Originally, some believed that raw sewage from nearby slums was running downhill, under the asphalt, and causing a chemical reaction that broke the roads down. Venezuelan engineer and official Fernando Martínez Mottola stated in 1991 that he would not only remove La Mancha Negra but also the residents near the Caracas-La Guaira highway since "they were part of the problem by creating leaks in the road".

Another theory was that La Mancha Negra was oil that seeped from sub-standard asphalt, with Venezuelans believing someone laid flawed asphalt that would leak oil when temperatures rose. However, the Ministry of Transport and Communications stated that the composition of the asphalt did not have anything to do with the formation of the substance.

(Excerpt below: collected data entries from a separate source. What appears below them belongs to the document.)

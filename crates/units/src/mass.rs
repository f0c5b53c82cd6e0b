use serde::{Deserialize, Serialize};
use std::ops::{Add, Div, Mul, Sub};

/// Mass of the Sun in grams (1.989 × 10³³ g)
pub const SOLAR_MASS_G: f64 = 1.989e33;

/// Mass of the Earth in grams (5.977 × 10²⁷ g)
pub const EARTH_MASS_G: f64 = 5.977e27;

/// Earth masses per solar mass (M☉/M⊕)
pub const EARTH_MASSES_PER_SOLAR: f64 = 332_775.64;

/// A mass, stored in solar masses
///
/// Solar masses are the base unit: planet masses arrive from the accretion
/// stage as tiny fractions of the host star, and the environment formulas
/// convert to grams or Earth masses as they need.
///
/// # Examples
///
/// ```rust
/// use units::Mass;
///
/// let earth = Mass::from_earth_masses(1.0);
/// assert!((earth.to_earth_masses() - 1.0).abs() < 1e-9);
///
/// let grams = earth.to_grams();
/// assert!((grams / 5.977e27 - 1.0).abs() < 1e-4);
/// ```
#[derive(Debug, Clone, Copy, PartialEq, PartialOrd, Deserialize, Serialize)]
#[serde(transparent)]
pub struct Mass(f64); // Base unit: Solar Masses

impl Mass {
    pub fn zero() -> Self {
        Self(0.0)
    }

    pub fn from_solar_masses(value: f64) -> Self {
        Self(value)
    }

    /// One solar mass is 332,775.64 Earth masses in this model
    pub fn from_earth_masses(value: f64) -> Self {
        Self(value / EARTH_MASSES_PER_SOLAR)
    }

    pub fn from_grams(value: f64) -> Self {
        Self(value / SOLAR_MASS_G)
    }

    pub fn to_solar_masses(&self) -> f64 {
        self.0
    }

    pub fn to_earth_masses(&self) -> f64 {
        self.0 * EARTH_MASSES_PER_SOLAR
    }

    pub fn to_grams(&self) -> f64 {
        self.0 * SOLAR_MASS_G
    }

    /// Power function on the solar-mass value
    pub fn powf(&self, n: f64) -> f64 {
        self.0.powf(n)
    }
}

impl Add for Mass {
    type Output = Mass;

    fn add(self, rhs: Mass) -> Mass {
        Mass(self.0 + rhs.0)
    }
}

impl Sub for Mass {
    type Output = Mass;

    fn sub(self, rhs: Mass) -> Mass {
        Mass(self.0 - rhs.0)
    }
}

impl Mul<f64> for Mass {
    type Output = Mass;

    fn mul(self, rhs: f64) -> Mass {
        Mass(self.0 * rhs)
    }
}

impl Div<f64> for Mass {
    type Output = Mass;

    fn div(self, rhs: f64) -> Mass {
        Mass(self.0 / rhs)
    }
}

/// Ratio of two Mass values
impl Div for Mass {
    type Output = f64;

    fn div(self, rhs: Mass) -> f64 {
        self.0 / rhs.0
    }
}

/// Scalar on the left
impl Mul<Mass> for f64 {
    type Output = Mass;

    fn mul(self, rhs: Mass) -> Mass {
        rhs * self
    }
}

The most accepted theory is that La Mancha Negra is the result of countless leaky, old cars spraying their fluids over the roadway. Professor Giannetto, a commissioner of the Ministry of Transport and Communications, believed that La Mancha Negra was an accumulation of dust and oil released from cars that formed a paste on the roads. In 1996, The Wall Street Journal reported that "due to the cheap gasoline prices in the country, Venezuelans would drive dated gas guzzlers, stating 'Locals call the highway "la mancha negra," or the black stain, because it literally shines with the oil drippings of thousands of big cars that labor up an incline into the city each day.' Water-tank trucks periodically spray down the road in vain attempts to wash away some of the oil slick that causes hundreds of accidents a year".

====Politicization====
Under the Carlos Andrés Pérez presidency in 1992 during a time of political turmoil, allegations were made that his political opponents were spreading oil on the roads to tarnish his reputation as a leader. In 2001, following Hugo Chávez's Bolivarian Revolution, the substance was used as a political tool once more, with chavista mayor Freddy Bernal stating that the opposition had hired homeless Venezuelans to spread it from plastic bags during the night.